» **WHAT YOU HAVE TO DO**: Transcribe each entry. Change nothing.

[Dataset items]

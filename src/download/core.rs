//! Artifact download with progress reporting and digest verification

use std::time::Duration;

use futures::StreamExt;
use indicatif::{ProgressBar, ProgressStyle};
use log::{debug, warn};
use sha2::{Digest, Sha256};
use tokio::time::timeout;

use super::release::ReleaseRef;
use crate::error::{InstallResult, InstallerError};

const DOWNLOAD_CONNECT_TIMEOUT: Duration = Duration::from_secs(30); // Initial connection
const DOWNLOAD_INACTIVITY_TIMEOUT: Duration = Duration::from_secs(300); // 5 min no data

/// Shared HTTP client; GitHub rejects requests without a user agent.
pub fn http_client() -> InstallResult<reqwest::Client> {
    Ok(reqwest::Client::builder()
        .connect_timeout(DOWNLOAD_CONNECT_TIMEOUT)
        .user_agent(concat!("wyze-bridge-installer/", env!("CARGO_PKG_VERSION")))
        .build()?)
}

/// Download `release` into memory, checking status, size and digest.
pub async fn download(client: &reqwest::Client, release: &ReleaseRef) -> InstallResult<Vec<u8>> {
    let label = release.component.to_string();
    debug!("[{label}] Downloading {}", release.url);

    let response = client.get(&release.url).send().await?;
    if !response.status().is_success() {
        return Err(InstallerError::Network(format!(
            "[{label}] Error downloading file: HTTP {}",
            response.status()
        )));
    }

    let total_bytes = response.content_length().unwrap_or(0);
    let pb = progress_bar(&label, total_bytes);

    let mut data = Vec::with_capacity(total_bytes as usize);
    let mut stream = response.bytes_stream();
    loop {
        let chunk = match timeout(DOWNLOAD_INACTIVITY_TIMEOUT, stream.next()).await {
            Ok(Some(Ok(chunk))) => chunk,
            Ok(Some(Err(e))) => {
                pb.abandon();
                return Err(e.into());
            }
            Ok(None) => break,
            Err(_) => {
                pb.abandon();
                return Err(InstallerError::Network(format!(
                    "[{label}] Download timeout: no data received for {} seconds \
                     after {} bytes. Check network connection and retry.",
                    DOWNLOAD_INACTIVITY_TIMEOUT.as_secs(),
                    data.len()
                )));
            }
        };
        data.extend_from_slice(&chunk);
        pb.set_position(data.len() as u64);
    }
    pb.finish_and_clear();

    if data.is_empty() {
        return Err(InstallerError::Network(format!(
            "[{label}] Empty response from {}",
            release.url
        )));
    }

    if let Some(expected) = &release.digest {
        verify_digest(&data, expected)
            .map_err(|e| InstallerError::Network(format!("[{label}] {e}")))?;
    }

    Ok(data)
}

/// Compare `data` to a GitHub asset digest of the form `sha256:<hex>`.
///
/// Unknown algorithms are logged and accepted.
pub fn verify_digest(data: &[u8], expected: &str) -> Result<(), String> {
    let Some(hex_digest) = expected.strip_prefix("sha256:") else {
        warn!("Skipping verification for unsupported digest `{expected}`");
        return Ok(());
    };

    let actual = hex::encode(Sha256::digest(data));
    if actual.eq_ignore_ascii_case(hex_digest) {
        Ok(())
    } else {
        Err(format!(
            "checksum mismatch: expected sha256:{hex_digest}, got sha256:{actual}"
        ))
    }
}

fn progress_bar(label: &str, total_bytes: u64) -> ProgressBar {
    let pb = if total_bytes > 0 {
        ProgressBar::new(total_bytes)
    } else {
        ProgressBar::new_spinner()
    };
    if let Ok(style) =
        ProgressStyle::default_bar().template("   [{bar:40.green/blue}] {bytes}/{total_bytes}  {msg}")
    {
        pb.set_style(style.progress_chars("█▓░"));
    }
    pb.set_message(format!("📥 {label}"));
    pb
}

» **OUTPUT OF THE TASK**:
filename src/download/core.rs
//! Artifact download with progress reporting and digest verification

use std::time::Duration;

use futures::StreamExt;
use indicatif::{ProgressBar, ProgressStyle};
use log::{debug, warn};
use sha2::{Digest, Sha256};
use tokio::time::timeout;

use super::release::ReleaseRef;
use crate::error::{InstallResult, InstallerError};

const DOWNLOAD_CONNECT_TIMEOUT: Duration = Duration::from_secs(30); // Initial connection
const DOWNLOAD_INACTIVITY_TIMEOUT: Duration = Duration::from_secs(300); // 5 min no data

/// Shared HTTP client; GitHub rejects requests without a user agent.
pub fn http_client() -> InstallResult<reqwest::Client> {
    Ok(reqwest::Client::builder()
        .connect_timeout(DOWNLOAD_CONNECT_TIMEOUT)
        .user_agent(concat!("wyze-bridge-installer/", env!("CARGO_PKG_VERSION")))
        .build()?)
}

/// Download `release` into memory, checking status, size and digest.
pub async fn download(client: &reqwest::Client, release: &ReleaseRef) -> InstallResult<Vec<u8>> {
    let label = release.component.to_string();
    debug!("[{label}] Downloading {}", release.url);

    let response = client.get(&release.url).send().await?;
    if !response.status().is_success() {
        return Err(InstallerError::Network(format!(
            "[{label}] Error downloading file: HTTP {}",
            response.status()
        )));
    }

    let total_bytes = response.content_length().unwrap_or(0);
    let pb = progress_bar(&label, total_bytes);

    let mut data = Vec::with_capacity(total_bytes as usize);
    let mut stream = response.bytes_stream();
    loop {
        let chunk = match timeout(DOWNLOAD_INACTIVITY_TIMEOUT, stream.next()).await {
            Ok(Some(Ok(chunk))) => chunk,
            Ok(Some(Err(e))) => {
                pb.abandon();
                return Err(e.into());
            }
            Ok(None) => break,
            Err(_) => {
                pb.abandon();
                return Err(InstallerError::Network(format!(
                    "[{label}] Download timeout: no data received for {} seconds \
                     after {} bytes. Check network connection and retry.",
                    DOWNLOAD_INACTIVITY_TIMEOUT.as_secs(),
                    data.len()
                )));
            }
        };
        data.extend_from_slice(&chunk);
        pb.set_position(data.len() as u64);
    }
    pb.finish_and_clear();

    if data.is_empty() {
        return Err(InstallerError::Network(format!(
            "[{label}] Empty response from {}",
            release.url
        )));
    }

    if let Some(expected) = &release.digest {
        verify_digest(&data, expected)
            .map_err(|e| InstallerError::Network(format!("[{label}] {e}")))?;
    }

    Ok(data)
}

/// Compare `data` to a GitHub asset digest of the form `sha256:<hex>`.
///
/// Unknown algorithms are logged and accepted.
pub fn verify_digest(data: &[u8], expected: &str) -> Result<(), String> {
    let Some(hex_digest) = expected.strip_prefix("sha256:") else {
        warn!("Skipping verification for unsupported digest `{expected}`");
        return Ok(());
    };

    let actual = hex::encode(Sha256::digest(data));
    if actual.eq_ignore_ascii_case(hex_digest) {
        Ok(())
    } else {
        Err(format!(
            "checksum mismatch: expected sha256:{hex_digest}, got sha256:{actual}"
        ))
    }
}

fn progress_bar(label: &str, total_bytes: u64) -> ProgressBar {
    let pb = if total_bytes > 0 {
        ProgressBar::new(total_bytes)
    } else {
        ProgressBar::new_spinner()
    };
    if let Ok(style) =
        ProgressStyle::default_bar().template("   [{bar:40.green/blue}] {bytes}/{total_bytes}  {msg}")
    {
        pb.set_style(style.progress_chars("█▓░"));
    }
    pb.set_message(format!("📥 {label}"));
    pb
}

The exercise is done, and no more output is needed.